From gem-studded timepieces to bookshelf treasures, the maison’s Dédale series shows literature is luxury’s newest playground.

Van Cleef & Arpels has long wrapped its jewelry in fairytale narratives, but its latest project sets those tales on paper. The house has teamed with Italian publisher Franco Maria Ricci to launch Dédale, a slim series of classic texts produced in English, French, and Italian.
The opening trio feels pulled from a collector’s shelf. Robert Louis Stevenson’s “Treasure Island”, Stefan Zweig’s “The Invisible Collection”, and George Sand’s “Laura: A Journey into the Crystal” arrive this summer in linen bound volumes, each stamped with a small golden clover.



Dédale sits under L’ÉCOLE, the brand’s School of Jewelry Arts, and it follows the pace of a runway calendar: one release in spring, another in autumn. Nicolas Bos, who presided over the maison before stepping up to lead Richemont, sees the series as a study in craft, cutting words instead of stones.

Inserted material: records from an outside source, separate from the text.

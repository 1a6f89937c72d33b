//! List - Storage Type Listing
//!
//! Lists the supported storage types with their representable ranges.
//!
//! @version 0.1.0
//! @author Qlinear Development Team

use colored::Colorize;
use qlinear_quant::{resolve_range, StorageType};

use super::utils::print_header;
use crate::error::CliResult;

fn describe(storage: StorageType, reduce_range: bool, symmetric: bool) -> String {
    match resolve_range(storage, reduce_range, symmetric) {
        Ok(range) => format!("[{}, {}]", range.qmin(), range.qmax()),
        Err(_) => "-".to_string(),
    }
}

fn description(storage: StorageType) -> &'static str {
    match storage {
        StorageType::QInt8 => "8-bit signed integer",
        StorageType::QUInt8 => "8-bit unsigned integer",
        StorageType::QFloat8E4M3Fn => "8-bit float, scale from data spread",
        StorageType::QInt16 => "16-bit signed integer",
        StorageType::QUInt16 => "16-bit unsigned integer",
    }
}

/// Execute the `list` command
pub fn execute(quiet: bool) -> CliResult<()> {
    if quiet {
        return Ok(());
    }

    print_header("Storage Types");
    println!(
        "{:<15} {:>4}  {:<18} {:<18} {:<18} Description",
        "Type", "Bits", "Full", "Symmetric", "Reduced"
    );
    println!("{}", "-".repeat(110));

    for storage in StorageType::ALL {
        println!(
            "{:<15} {:>4}  {:<18} {:<18} {:<18} {}",
            storage.name().cyan(),
            storage.bits(),
            describe(storage, false, false),
            describe(storage, false, true),
            describe(storage, true, false),
            description(storage)
        );
    }

    print_header("Calibration Methods");
    println!("  - minmax            data minimum and maximum");
    println!("  - percentile:P      P-th and (100-P)-th percentiles");
    println!("  - meanstd:K         mean +/- K standard deviations");

    print_header("Example Usage");
    println!("  # Symmetric int8 parameters for a weight file");
    println!("  qlinear params weights.json -t QInt8 --symmetric");
    println!();
    println!("  # Per-channel parameters along the first axis");
    println!("  qlinear params weights.json -t QInt8 --shape 64,128 --axis 0 --json");

    Ok(())
}
//! Float8 E4M3FN Encoding
//!
//! Closed-form conversion between `f32` and the 8-bit E4M3FN floating point
//! format: 1 sign bit, 4 exponent bits (bias 7), 3 mantissa bits, no
//! infinities and a single NaN mantissa pattern (`S.1111.111`).
//!
//! Conversion rounds to nearest with ties to even and saturates out-of-range
//! finite values (and infinities) to the largest finite magnitude, 448.
//!
//! @version 0.1.0
//! @author Qlinear Development Team

use std::fmt;

use serde::{Deserialize, Serialize};

// =============================================================================
// Constants
// =============================================================================

const SIGN_MASK: u8 = 0x80;
const MAGNITUDE_MASK: u8 = 0x7F;
const EXPONENT_BIAS: i32 = 7;
const MANTISSA_BITS: u32 = 3;

/// Largest finite E4M3FN magnitude.
const MAX_FINITE: f32 = 448.0;

/// Smallest normal E4M3FN magnitude (2^-6).
const MIN_NORMAL: f32 = 0.015625;

/// Value of one subnormal step (2^-9).
const SUBNORMAL_STEP: f32 = 0.001953125;

// =============================================================================
// Float8E4M3Fn
// =============================================================================

/// An 8-bit E4M3FN floating point code.
#[derive(Clone, Copy, Default, PartialEq, Eq, Hash, Serialize, Deserialize)]
#[serde(transparent)]
pub struct Float8E4M3Fn(u8);

impl Float8E4M3Fn {
    /// Positive zero.
    pub const ZERO: Self = Self(0x00);

    /// Canonical NaN.
    pub const NAN: Self = Self(0x7F);

    /// Largest finite value (448).
    pub const MAX: Self = Self(0x7E);

    /// Smallest finite value (-448).
    pub const MIN: Self = Self(0xFE);

    /// Creates a code from its raw bits.
    pub const fn from_bits(bits: u8) -> Self {
        Self(bits)
    }

    /// Returns the raw bits of this code.
    pub const fn to_bits(self) -> u8 {
        self.0
    }

    /// Returns true if the low 7 bits hold the NaN pattern.
    pub const fn is_nan(self) -> bool {
        self.0 & MAGNITUDE_MASK == MAGNITUDE_MASK
    }

    /// Returns true if this code encodes positive or negative zero.
    pub const fn is_zero(self) -> bool {
        self.0 & MAGNITUDE_MASK == 0
    }

    /// Encodes an `f32`, rounding to nearest even and saturating to +/-448.
    pub fn from_f32(value: f32) -> Self {
        let sign = ((value.to_bits() >> 24) as u8) & SIGN_MASK;

        if value.is_nan() {
            return Self(sign | Self::NAN.0);
        }

        let magnitude = value.abs();
        if magnitude > MAX_FINITE {
            return Self(sign | Self::MAX.0);
        }

        if magnitude < MIN_NORMAL {
            // Scaling by a power of two is exact, so only one rounding happens.
            // A result of 8 carries into the smallest normal code, 0x08.
            let steps = (magnitude / SUBNORMAL_STEP).round_ties_even() as u8;
            return Self(sign | steps);
        }

        let bits = magnitude.to_bits();
        let exponent = ((bits >> 23) & 0xFF) as i32 - 127 + EXPONENT_BIAS;
        let fraction = bits & 0x007F_FFFF;

        let shift = 23 - MANTISSA_BITS;
        let mut mantissa = fraction >> shift;
        let remainder = fraction & ((1 << shift) - 1);
        let halfway = 1 << (shift - 1);
        if remainder > halfway || (remainder == halfway && mantissa & 1 == 1) {
            mantissa += 1;
        }

        // Mantissa overflow carries into the exponent field.
        let code = ((exponent as u32) << MANTISSA_BITS) + mantissa;
        let code = code.min(u32::from(Self::MAX.0)) as u8;
        Self(sign | code)
    }

    /// Decodes this code to `f32`.
    pub fn to_f32(self) -> f32 {
        if self.is_nan() {
            return f32::NAN;
        }

        let sign = if self.0 & SIGN_MASK != 0 { -1.0 } else { 1.0 };
        let exponent = i32::from((self.0 & MAGNITUDE_MASK) >> MANTISSA_BITS);
        let mantissa = f32::from(self.0 & 0x07);

        let magnitude = if exponent == 0 {
            mantissa * SUBNORMAL_STEP
        } else {
            (1.0 + mantissa / 8.0) * 2f32.powi(exponent - EXPONENT_BIAS)
        };
        sign * magnitude
    }

    /// Iterates over every finite value of the format (all 256 codes minus the two NaNs).
    pub fn finite_values() -> impl Iterator<Item = f32> {
        (0..=u8::MAX)
            .map(Self::from_bits)
            .filter(|code| !code.is_nan())
            .map(Self::to_f32)
    }
}

impl From<f32> for Float8E4M3Fn {
    fn from(value: f32) -> Self {
        Self::from_f32(value)
    }
}

impl From<Float8E4M3Fn> for f32 {
    fn from(value: Float8E4M3Fn) -> Self {
        value.to_f32()
    }
}

impl fmt::Debug for Float8E4M3Fn {
    fn fmt(&self, f: &mut fmt::Formatter<'_>) -> fmt::Result {
        write!(f, "Float8E4M3Fn({:#04x} = {})", self.0, self.to_f32())
    }
}

impl fmt::Display for Float8E4M3Fn {
    fn fmt(&self, f: &mut fmt::Formatter<'_>) -> fmt::Result {
        write!(f, "{}", self.to_f32())
    }
}

// =============================================================================
// Tests
// =============================================================================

Turning to literature suits a house that once translated Romeo and Juliet into necklaces and recently built a high jewelry line on “Treasure Island”. Books offer a slower kind of luxury, one that lingers on a bedside table long after a trunk show fades from the feed.
In placing stories next to sapphires, Van Cleef & Arpels gives readers a new collectible and signals where cultural currency is heading: sometimes the most precious thing glitters in ink, not gold.